### WHAT YOU ARE ASKED TO DO:
Using the data that follows, state the number of lines holding the word "Zeroizing", and give no other output.

### RECORDED INFORMATION:
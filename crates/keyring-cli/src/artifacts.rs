//! # Artifacts Subcommand
//!
//! Manages the persistent circuit artifact cache shared with proof
//! generation: download ahead of time, inspect the stored manifest, or drop
//! the bundle to force a fresh download.

use std::sync::Arc;

use anyhow::{Context, Result};
use clap::{Args, Subcommand};
use keyring_zkpg::storage::{default_root, ArtifactStorage};
use keyring_zkpg::SnarkjsBackend;

use crate::RuntimeOptions;

/// Arguments for the `keyring artifacts` subcommand.
#[derive(Args, Debug)]
pub struct ArtifactsArgs {
    #[command(subcommand)]
    pub command: ArtifactsCommand,
}

/// Artifact cache subcommands.
#[derive(Subcommand, Debug)]
pub enum ArtifactsCommand {
    /// Download the circuit artifacts into the cache unless already stored.
    Prefetch,
    /// Print the manifest of the cached bundle.
    Show,
    /// Delete the cached bundle.
    Clear,
}

/// Execute the artifacts subcommand.
pub async fn run_artifacts(args: &ArtifactsArgs, opts: &RuntimeOptions) -> Result<u8> {
    let root = opts.cache_dir.clone().unwrap_or_else(default_root);
    match &args.command {
        ArtifactsCommand::Prefetch => {
            let zkpg = crate::orchestrator(Arc::new(SnarkjsBackend::default()), opts)?;
            zkpg.prefetch().await.context("artifact prefetch failed")?;
            println!(
                "OK: artifacts cached at {} (downloads={})",
                zkpg.storage().bundle_dir().display(),
                zkpg.download_batches()
            );
            Ok(0)
        }
        ArtifactsCommand::Show => {
            let storage = ArtifactStorage::new(root);
            match storage.manifest().await.context("failed to read artifact manifest")? {
                Some(manifest) => {
                    crate::print_json(&manifest)?;
                    Ok(0)
                }
                None => {
                    println!("NOT FOUND: no artifacts cached under {}", storage.root().display());
                    Ok(1)
                }
            }
        }
        ArtifactsCommand::Clear => {
            let storage = ArtifactStorage::new(root);
            let removed = storage.clear().await.context("failed to clear artifact cache")?;
            if removed {
                println!("OK: cleared {}", storage.bundle_dir().display());
            } else {
                println!("OK: nothing cached under {}", storage.root().display());
            }
            Ok(0)
        }
    }
}
#![deny(missing_docs)]

//! # keyring-core -- Foundational Types for Keyring Connect
//!
//! Every other crate in the workspace depends on the types defined here.
//! The crate has no internal dependencies and performs no I/O.
//!
//! ## Design Principles
//!
//! 1. **Decimal strings at the edges, big integers inside.** RSA moduli,
//!    exponents and regime coordinates arrive from the backend as decimal
//!    strings. They are parsed into [`num_bigint::BigUint`] through
//!    [`bigint::parse_decimal`] and formatted back losslessly.
//!
//! 2. **`0x` hex on the way out.** Proof coordinates and every byte field of
//!    [`CredentialUpdateCalldata`] are lowercase `0x`-prefixed hex.
//!
//! 3. **Validated newtypes.** A trading wallet is an [`EvmAddress`], never a
//!    bare string.

pub mod abi;
pub mod address;
pub mod bigint;
pub mod config;
pub mod environment;
pub mod error;
pub mod policy;
pub mod temporal;
pub mod zkpg;

pub use abi::CredentialStatus;
pub use address::EvmAddress;
pub use config::{ArtifactUrls, KeyringZkpgConfig, KeyringZkpgConfigOverrides};
pub use environment::Environment;
pub use error::{ConfigError, ValidationError};
pub use policy::{
    reconcile_selection, Policy, PolicyCost, PolicyType, PublicKeySchema, Reconciled,
    RegimeKeySchema, DEFAULT_POLICY_ID,
};
pub use zkpg::{CredentialUpdateCalldata, KeyringZkpgInput};
//! Keyring backend client configuration.
//!
//! The authenticated endpoints need an API key issued to the integrating
//! application. The public policy listing needs none, so a keyless
//! configuration per [`Environment`] is also available.

use std::time::Duration;

use keyring_core::{ConfigError, Environment};
use url::Url;
use zeroize::Zeroizing;

use crate::retry::RetryPolicy;

/// Default request timeout.
pub const DEFAULT_TIMEOUT_SECS: u64 = 30;

/// Configuration for connecting to the Keyring backend.
///
/// Custom `Debug` implementation redacts the `api_key` field
/// to prevent credential leakage in log output.
#[derive(Clone)]
pub struct KeyringApiConfig {
    /// Backend base URL.
    pub base_url: Url,
    /// Value of the `X-API-KEY` header. `None` sends no header.
    pub api_key: Option<Zeroizing<String>>,
    /// Request timeout in seconds.
    pub timeout_secs: u64,
    /// Transport retry budget.
    pub retry: RetryPolicy,
}

impl std::fmt::Debug for KeyringApiConfig {
    fn fmt(&self, f: &mut std::fmt::Formatter<'_>) -> std::fmt::Result {
        f.debug_struct("KeyringApiConfig")
            .field("base_url", &self.base_url)
            .field("api_key", &self.api_key.as_ref().map(|_| "[REDACTED]"))
            .field("timeout_secs", &self.timeout_secs)
            .field("retry", &self.retry)
            .finish()
    }
}

impl KeyringApiConfig {
    /// Load configuration from environment variables.
    ///
    /// Variables:
    /// - `KEYRING_API_URL` (required)
    /// - `KEYRING_API_KEY` (required)
    /// - `KEYRING_TIMEOUT_SECS` (default: 30)
    /// - `KEYRING_API_MAX_RETRIES` (default: 3)
    pub fn from_env() -> Result<Self, ConfigError> {
        Self::from_lookup(|var| std::env::var(var).ok())
    }

    /// Load configuration through an arbitrary variable lookup.
    pub fn from_lookup(lookup: impl Fn(&str) -> Option<String>) -> Result<Self, ConfigError> {
        let required = |var: &str| {
            lookup(var)
                .filter(|v| !v.is_empty())
                .ok_or_else(|| ConfigError::Missing(var.to_string()))
        };
        let raw_url = required("KEYRING_API_URL")?;
        let base_url = Url::parse(&raw_url)
            .map_err(|e| ConfigError::InvalidUrl("KEYRING_API_URL".to_string(), e.to_string()))?;
        let api_key = Zeroizing::new(required("KEYRING_API_KEY")?);
        let number = |var: &str| match lookup(var) {
            Some(raw) => raw
                .parse::<u64>()
                .map(Some)
                .map_err(|_| ConfigError::InvalidNumber(var.to_string(), raw.clone())),
            None => Ok(None),
        };
        let timeout_secs = number("KEYRING_TIMEOUT_SECS")?.unwrap_or(DEFAULT_TIMEOUT_SECS);
        let mut retry = RetryPolicy::default();
        if let Some(max_retries) = number("KEYRING_API_MAX_RETRIES")? {
            retry.max_retries = u32::try_from(max_retries).map_err(|_| {
                ConfigError::InvalidNumber(
                    "KEYRING_API_MAX_RETRIES".to_string(),
                    max_retries.to_string(),
                )
            })?;
        }
        Ok(Self {
            base_url,
            api_key: Some(api_key),
            timeout_secs,
            retry,
        })
    }

    /// Keyless configuration for an environment's public API.
    pub fn public(environment: Environment) -> Result<Self, ConfigError> {
        let base_url = Url::parse(environment.api_base_url())
            .map_err(|e| ConfigError::InvalidUrl(environment.to_string(), e.to_string()))?;
        Ok(Self {
            base_url,
            api_key: None,
            timeout_secs: DEFAULT_TIMEOUT_SECS,
            retry: RetryPolicy::default(),
        })
    }

    /// Create a configuration pointing to a local mock server (for testing).
    ///
    /// Retries keep the default count with a 10 ms base delay.
    pub fn local_mock(base_url: &str, api_key: &str) -> Result<Self, ConfigError> {
        let base_url = Url::parse(base_url)
            .map_err(|e| ConfigError::InvalidUrl("localhost".to_string(), e.to_string()))?;
        Ok(Self {
            base_url,
            api_key: Some(Zeroizing::new(api_key.to_string())),
            timeout_secs: 5,
            retry: RetryPolicy {
                base_delay: Duration::from_millis(10),
                ..RetryPolicy::default()
            },
        })
    }
}
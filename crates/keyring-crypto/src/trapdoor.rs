//! # Credential Trapdoor
//!
//! The random secret a credential is bound to. Regime holders can recover
//! `trapdoor·B` from the regime encryptions; nobody else learns it.

use num_bigint::BigUint;
use rand::{CryptoRng, RngCore};
use zeroize::Zeroizing;

use crate::ec::EcCryptoSuite;

/// Random secret linking a credential to its regime encryptions.
///
/// The raw bytes are zeroized on drop.
pub struct Trapdoor(Zeroizing<[u8; 32]>);

impl Trapdoor {
    /// Draw a fresh trapdoor.
    pub fn random<R: RngCore + CryptoRng>(rng: &mut R) -> Self {
        let mut bytes = Zeroizing::new([0u8; 32]);
        rng.fill_bytes(&mut bytes[..]);
        Self(bytes)
    }

    /// Trapdoor from fixed bytes.
    pub fn from_bytes(bytes: [u8; 32]) -> Self {
        Self(Zeroizing::new(bytes))
    }

    /// The trapdoor as a scalar of the suite's subgroup.
    pub fn scalar(&self, suite: &dyn EcCryptoSuite) -> BigUint {
        BigUint::from_bytes_be(&self.0[..]) % suite.subgroup_order()
    }
}

impl std::fmt::Debug for Trapdoor {
    fn fmt(&self, f: &mut std::fmt::Formatter<'_>) -> std::fmt::Result {
        f.write_str("Trapdoor([REDACTED])")
    }
}

#[cfg(test)]
mod tests {
    use super::*;
    use crate::ec::BabyJubJub;
    use rand::rngs::OsRng;

    #[test]
    fn scalar_is_below_subgroup_order() {
        let curve = BabyJubJub::new();
        let t = Trapdoor::from_bytes([0xff; 32]);
        assert!(&t.scalar(&curve) < curve.subgroup_order());
        assert_eq!(
            Trapdoor::from_bytes([0; 32]).scalar(&curve),
            BigUint::from(0u8)
        );
    }

    #[test]
    fn debug_redacts_the_secret() {
        let r = Trapdoor::random(&mut OsRng);
        assert!(format!("{r:?}").contains("REDACTED"));
    }
}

### SOLUTION:
8